◆ **Task requirements**:
Give back only one number: how many lines in the data below contain the word "NodeId".

◆ **Data for review**:
%%
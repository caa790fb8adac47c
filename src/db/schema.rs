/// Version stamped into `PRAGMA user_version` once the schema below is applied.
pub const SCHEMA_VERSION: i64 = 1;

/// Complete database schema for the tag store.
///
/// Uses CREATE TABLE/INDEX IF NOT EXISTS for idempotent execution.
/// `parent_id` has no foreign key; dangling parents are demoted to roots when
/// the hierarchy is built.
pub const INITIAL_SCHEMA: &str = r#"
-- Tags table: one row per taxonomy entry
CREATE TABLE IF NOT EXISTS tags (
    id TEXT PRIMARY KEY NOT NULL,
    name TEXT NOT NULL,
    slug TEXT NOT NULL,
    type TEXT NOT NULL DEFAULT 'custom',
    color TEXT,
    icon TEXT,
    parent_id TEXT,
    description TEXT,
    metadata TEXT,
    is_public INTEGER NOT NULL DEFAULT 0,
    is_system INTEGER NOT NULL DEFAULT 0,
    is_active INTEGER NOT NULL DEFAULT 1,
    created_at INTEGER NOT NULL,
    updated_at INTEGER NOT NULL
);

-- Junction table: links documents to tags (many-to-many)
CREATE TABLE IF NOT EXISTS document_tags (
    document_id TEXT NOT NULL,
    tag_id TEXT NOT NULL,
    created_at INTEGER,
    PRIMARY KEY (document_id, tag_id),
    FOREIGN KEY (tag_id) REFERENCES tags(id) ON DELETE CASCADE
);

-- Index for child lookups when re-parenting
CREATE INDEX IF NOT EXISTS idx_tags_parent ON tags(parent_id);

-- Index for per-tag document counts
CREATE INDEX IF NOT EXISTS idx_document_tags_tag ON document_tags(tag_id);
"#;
%%
%%
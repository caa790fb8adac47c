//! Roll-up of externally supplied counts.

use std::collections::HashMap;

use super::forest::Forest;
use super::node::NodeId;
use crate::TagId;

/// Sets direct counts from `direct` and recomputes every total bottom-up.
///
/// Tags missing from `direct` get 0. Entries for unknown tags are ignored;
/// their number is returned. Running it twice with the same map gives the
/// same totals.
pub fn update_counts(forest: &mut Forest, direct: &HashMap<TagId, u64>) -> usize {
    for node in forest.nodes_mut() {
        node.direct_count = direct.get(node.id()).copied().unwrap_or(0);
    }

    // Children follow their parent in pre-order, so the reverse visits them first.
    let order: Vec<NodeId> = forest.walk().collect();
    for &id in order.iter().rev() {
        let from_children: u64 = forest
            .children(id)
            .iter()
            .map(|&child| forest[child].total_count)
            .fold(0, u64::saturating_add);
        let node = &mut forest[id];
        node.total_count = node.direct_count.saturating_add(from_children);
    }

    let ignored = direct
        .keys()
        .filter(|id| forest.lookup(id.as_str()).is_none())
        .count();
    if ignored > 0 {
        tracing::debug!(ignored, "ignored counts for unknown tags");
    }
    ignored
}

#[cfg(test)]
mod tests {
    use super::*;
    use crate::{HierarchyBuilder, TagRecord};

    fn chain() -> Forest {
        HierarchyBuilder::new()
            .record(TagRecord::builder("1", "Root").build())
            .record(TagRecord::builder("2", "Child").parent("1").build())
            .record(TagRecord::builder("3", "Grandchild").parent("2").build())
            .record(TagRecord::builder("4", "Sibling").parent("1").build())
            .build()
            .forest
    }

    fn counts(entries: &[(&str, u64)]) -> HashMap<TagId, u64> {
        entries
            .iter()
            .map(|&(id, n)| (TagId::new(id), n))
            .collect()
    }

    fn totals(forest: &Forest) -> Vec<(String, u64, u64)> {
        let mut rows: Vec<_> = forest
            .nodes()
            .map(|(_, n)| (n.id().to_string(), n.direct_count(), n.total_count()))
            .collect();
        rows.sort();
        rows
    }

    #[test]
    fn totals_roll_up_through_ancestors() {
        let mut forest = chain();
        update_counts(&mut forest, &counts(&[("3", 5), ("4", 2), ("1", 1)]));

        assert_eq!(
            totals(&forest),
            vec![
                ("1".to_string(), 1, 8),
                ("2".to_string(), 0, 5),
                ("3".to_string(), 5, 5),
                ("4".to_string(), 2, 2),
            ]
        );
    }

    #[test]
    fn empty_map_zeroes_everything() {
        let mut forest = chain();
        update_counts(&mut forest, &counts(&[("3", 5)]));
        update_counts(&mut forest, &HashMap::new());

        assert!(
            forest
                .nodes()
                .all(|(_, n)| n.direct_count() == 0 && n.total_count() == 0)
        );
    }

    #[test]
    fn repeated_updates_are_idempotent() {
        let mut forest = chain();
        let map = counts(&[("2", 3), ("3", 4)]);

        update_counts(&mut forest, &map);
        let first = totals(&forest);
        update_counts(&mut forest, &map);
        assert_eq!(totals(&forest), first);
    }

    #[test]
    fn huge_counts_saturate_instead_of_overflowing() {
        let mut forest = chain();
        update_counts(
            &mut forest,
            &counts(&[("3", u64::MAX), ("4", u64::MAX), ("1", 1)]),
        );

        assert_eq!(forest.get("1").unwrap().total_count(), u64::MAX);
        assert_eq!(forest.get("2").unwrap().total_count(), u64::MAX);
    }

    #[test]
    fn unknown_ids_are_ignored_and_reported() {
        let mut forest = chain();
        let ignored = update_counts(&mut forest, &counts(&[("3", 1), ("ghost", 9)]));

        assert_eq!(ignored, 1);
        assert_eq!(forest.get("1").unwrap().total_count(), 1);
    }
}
%%
%%
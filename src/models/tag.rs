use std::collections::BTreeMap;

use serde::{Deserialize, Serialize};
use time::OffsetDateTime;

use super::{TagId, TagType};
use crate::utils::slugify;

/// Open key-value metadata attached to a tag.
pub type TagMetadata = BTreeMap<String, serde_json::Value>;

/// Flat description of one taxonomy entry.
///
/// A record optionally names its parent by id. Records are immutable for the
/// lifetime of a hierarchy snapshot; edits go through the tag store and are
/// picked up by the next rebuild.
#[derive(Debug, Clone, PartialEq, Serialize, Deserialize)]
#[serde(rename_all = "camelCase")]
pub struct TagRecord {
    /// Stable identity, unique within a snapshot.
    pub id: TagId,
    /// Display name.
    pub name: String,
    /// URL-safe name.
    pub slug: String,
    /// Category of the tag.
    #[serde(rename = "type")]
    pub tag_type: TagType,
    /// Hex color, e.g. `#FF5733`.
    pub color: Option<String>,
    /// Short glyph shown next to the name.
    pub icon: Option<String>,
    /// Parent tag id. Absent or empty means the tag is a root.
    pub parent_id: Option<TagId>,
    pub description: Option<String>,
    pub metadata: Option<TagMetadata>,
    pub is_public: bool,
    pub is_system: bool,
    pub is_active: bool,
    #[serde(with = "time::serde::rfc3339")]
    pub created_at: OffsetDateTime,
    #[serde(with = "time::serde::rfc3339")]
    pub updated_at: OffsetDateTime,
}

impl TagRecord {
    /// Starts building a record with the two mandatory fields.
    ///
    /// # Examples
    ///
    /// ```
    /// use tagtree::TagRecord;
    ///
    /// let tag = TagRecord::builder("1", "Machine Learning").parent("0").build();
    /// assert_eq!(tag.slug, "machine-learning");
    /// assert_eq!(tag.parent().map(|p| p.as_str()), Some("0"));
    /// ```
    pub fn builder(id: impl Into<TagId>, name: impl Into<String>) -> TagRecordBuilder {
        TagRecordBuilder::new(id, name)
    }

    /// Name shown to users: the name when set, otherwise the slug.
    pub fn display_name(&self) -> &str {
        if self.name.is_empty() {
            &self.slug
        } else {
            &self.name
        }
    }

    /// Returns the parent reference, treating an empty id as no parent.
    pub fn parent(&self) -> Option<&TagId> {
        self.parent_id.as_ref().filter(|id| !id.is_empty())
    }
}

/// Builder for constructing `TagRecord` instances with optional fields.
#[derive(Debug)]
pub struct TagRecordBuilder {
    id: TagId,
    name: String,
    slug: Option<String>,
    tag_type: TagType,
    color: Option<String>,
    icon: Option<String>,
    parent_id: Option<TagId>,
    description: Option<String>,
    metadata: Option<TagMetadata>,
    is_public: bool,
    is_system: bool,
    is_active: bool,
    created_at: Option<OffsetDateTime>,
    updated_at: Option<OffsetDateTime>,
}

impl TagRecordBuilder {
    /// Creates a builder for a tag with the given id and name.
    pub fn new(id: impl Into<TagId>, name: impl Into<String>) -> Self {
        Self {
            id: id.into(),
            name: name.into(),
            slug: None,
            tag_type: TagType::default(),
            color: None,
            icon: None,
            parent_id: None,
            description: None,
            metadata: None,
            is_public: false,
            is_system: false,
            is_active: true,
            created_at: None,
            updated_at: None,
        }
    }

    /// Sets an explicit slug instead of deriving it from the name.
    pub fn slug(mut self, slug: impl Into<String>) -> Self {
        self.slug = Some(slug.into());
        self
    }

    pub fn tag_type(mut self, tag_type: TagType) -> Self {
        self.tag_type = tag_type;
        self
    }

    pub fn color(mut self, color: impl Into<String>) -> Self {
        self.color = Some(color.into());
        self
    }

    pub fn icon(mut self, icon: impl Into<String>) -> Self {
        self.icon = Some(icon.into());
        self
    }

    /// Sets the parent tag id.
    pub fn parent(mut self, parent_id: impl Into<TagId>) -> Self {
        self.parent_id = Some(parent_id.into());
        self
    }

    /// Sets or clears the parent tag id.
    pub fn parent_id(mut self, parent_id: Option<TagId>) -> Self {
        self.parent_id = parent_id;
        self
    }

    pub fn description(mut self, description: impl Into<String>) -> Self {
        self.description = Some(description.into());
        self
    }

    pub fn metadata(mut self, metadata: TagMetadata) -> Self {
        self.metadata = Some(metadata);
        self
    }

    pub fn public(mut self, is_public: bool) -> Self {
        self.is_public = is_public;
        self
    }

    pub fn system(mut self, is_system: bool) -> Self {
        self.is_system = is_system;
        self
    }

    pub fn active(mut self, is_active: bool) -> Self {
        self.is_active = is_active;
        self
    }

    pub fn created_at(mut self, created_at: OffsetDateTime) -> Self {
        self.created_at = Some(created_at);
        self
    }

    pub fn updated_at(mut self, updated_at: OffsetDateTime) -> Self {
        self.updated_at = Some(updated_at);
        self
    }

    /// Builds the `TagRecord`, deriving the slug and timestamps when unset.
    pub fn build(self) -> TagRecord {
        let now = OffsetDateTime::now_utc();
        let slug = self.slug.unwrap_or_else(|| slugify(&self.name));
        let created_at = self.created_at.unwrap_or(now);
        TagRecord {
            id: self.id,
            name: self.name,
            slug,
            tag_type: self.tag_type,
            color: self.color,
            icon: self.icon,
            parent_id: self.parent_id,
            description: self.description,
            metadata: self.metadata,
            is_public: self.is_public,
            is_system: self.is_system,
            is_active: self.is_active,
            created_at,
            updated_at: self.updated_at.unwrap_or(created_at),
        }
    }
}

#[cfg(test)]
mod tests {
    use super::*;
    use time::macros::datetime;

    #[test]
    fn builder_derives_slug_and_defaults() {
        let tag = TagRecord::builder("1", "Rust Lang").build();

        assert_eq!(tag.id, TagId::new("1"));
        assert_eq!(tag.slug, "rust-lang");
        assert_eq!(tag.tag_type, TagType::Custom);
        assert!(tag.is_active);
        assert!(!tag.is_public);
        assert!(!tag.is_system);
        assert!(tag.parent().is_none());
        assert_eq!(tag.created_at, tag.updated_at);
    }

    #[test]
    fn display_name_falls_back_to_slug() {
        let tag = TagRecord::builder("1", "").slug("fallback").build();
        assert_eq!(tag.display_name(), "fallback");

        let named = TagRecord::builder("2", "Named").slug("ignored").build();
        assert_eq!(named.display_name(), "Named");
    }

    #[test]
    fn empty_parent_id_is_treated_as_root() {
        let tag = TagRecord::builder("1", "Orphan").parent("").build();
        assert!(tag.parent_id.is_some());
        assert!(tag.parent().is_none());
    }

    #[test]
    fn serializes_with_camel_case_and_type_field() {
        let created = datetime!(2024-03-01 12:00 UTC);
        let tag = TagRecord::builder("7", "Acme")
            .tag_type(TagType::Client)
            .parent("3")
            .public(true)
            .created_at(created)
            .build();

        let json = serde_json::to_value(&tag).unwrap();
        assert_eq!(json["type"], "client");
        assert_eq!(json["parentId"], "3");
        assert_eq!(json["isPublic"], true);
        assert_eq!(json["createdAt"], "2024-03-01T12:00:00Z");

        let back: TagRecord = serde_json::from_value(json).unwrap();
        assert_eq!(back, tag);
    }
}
%%
◆ **Finished exercise**:
2